» **ASSIGNMENT**:
Return only those lines of the records below in which "requests" appears.

Records contained in a dataset
=== Begin Enclosure ===

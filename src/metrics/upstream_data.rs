use crate::metrics::{
    null_as_default,
    StatusClasses,
};
use serde::{
    Deserialize,
    Serialize,
};

/// One backend server of an upstream group.
#[derive(Debug, Clone, Default, PartialEq, Serialize, Deserialize)]
#[serde(rename_all = "camelCase", default)]
pub struct UpstreamMemberStats {
    #[serde(deserialize_with = "null_as_default")]
    pub server: String,
    #[serde(deserialize_with = "null_as_default")]
    pub request_counter: u64,
    #[serde(deserialize_with = "null_as_default")]
    pub in_bytes: u64,
    #[serde(deserialize_with = "null_as_default")]
    pub out_bytes: u64,
    #[serde(deserialize_with = "null_as_default")]
    pub responses: StatusClasses,
    #[serde(deserialize_with = "null_as_default")]
    pub response_msec: u64,
    #[serde(deserialize_with = "null_as_default")]
    pub weight: u64,
    #[serde(deserialize_with = "null_as_default")]
    pub max_fails: u64,
    #[serde(deserialize_with = "null_as_default")]
    pub fail_timeout: u64,
    #[serde(deserialize_with = "null_as_default")]
    pub backup: bool,
    #[serde(deserialize_with = "null_as_default")]
    pub down: bool,
    #[serde(deserialize_with = "null_as_default")]
    pub over_counts: UpstreamOverCounts,
}

#[derive(Debug, Clone, Default, PartialEq, Serialize, Deserialize)]
#[serde(rename_all = "camelCase", default)]
pub struct UpstreamOverCounts {
    #[serde(deserialize_with = "null_as_default")]
    pub max_integer_size: f64,
    #[serde(deserialize_with = "null_as_default")]
    pub request_counter: u64,
    #[serde(deserialize_with = "null_as_default")]
    pub in_bytes: u64,
    #[serde(deserialize_with = "null_as_default")]
    pub out_bytes: u64,
    #[serde(flatten)]
    pub status: StatusClasses,
}

/// Counters of an upstream group summed over its members.
#[derive(Debug, Clone, Copy, Default, PartialEq, Eq)]
pub struct UpstreamTotals {
    pub request_counter: u64,
    pub responses: StatusClasses,
    pub in_bytes: u64,
    pub out_bytes: u64,
}

impl UpstreamTotals {
    pub fn add(&mut self, member: &UpstreamMemberStats) {
        self.request_counter = self.request_counter.wrapping_add(member.request_counter);
        self.responses.accumulate(&member.responses);
        self.in_bytes = self.in_bytes.wrapping_add(member.in_bytes);
        self.out_bytes = self.out_bytes.wrapping_add(member.out_bytes);
    }
}

impl<'a> FromIterator<&'a UpstreamMemberStats> for UpstreamTotals {
    fn from_iter<I: IntoIterator<Item = &'a UpstreamMemberStats>>(members: I) -> Self {
        let mut totals = UpstreamTotals::default();
        for member in members {
            totals.add(member);
        }
        totals
    }
}

#[cfg(test)]
mod tests {
    use super::*;
    use pretty_assertions::assert_eq;

    fn member(requests: u64, two_xx: u64, five_xx: u64, in_bytes: u64, out_bytes: u64) -> UpstreamMemberStats {
        UpstreamMemberStats {
            request_counter: requests,
            in_bytes,
            out_bytes,
            responses: StatusClasses {
                two_xx,
                five_xx,
                ..StatusClasses::default()
            },
            ..UpstreamMemberStats::default()
        }
    }

    #[test]
    fn empty_group_sums_to_zero() {
        let totals: UpstreamTotals = Vec::<UpstreamMemberStats>::new().iter().collect();
        assert_eq!(totals, UpstreamTotals::default());
    }

    #[test]
    fn single_member_is_passed_through() {
        let members = [member(7, 6, 1, 100, 200)];
        let totals: UpstreamTotals = members.iter().collect();
        assert_eq!(totals.request_counter, 7);
        assert_eq!(totals.responses.two_xx, 6);
        assert_eq!(totals.responses.five_xx, 1);
        assert_eq!(totals.in_bytes, 100);
        assert_eq!(totals.out_bytes, 200);
    }

    #[test]
    fn members_are_summed_per_counter() {
        let members = [member(7, 6, 1, 100, 200), member(3, 3, 0, 10, 20), member(0, 0, 0, 0, 0)];
        let totals: UpstreamTotals = members.iter().collect();
        assert_eq!(
            totals,
            UpstreamTotals {
                request_counter: 10,
                responses: StatusClasses {
                    two_xx: 9,
                    five_xx: 1,
                    ..StatusClasses::default()
                },
                in_bytes: 110,
                out_bytes: 220,
            }
        );
    }
}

=== End Enclosure ===

» **ANSWER BELOW**:
    fn member(requests: u64, two_xx: u64, five_xx: u64, in_bytes: u64, out_bytes: u64) -> UpstreamMemberStats {
            request_counter: requests,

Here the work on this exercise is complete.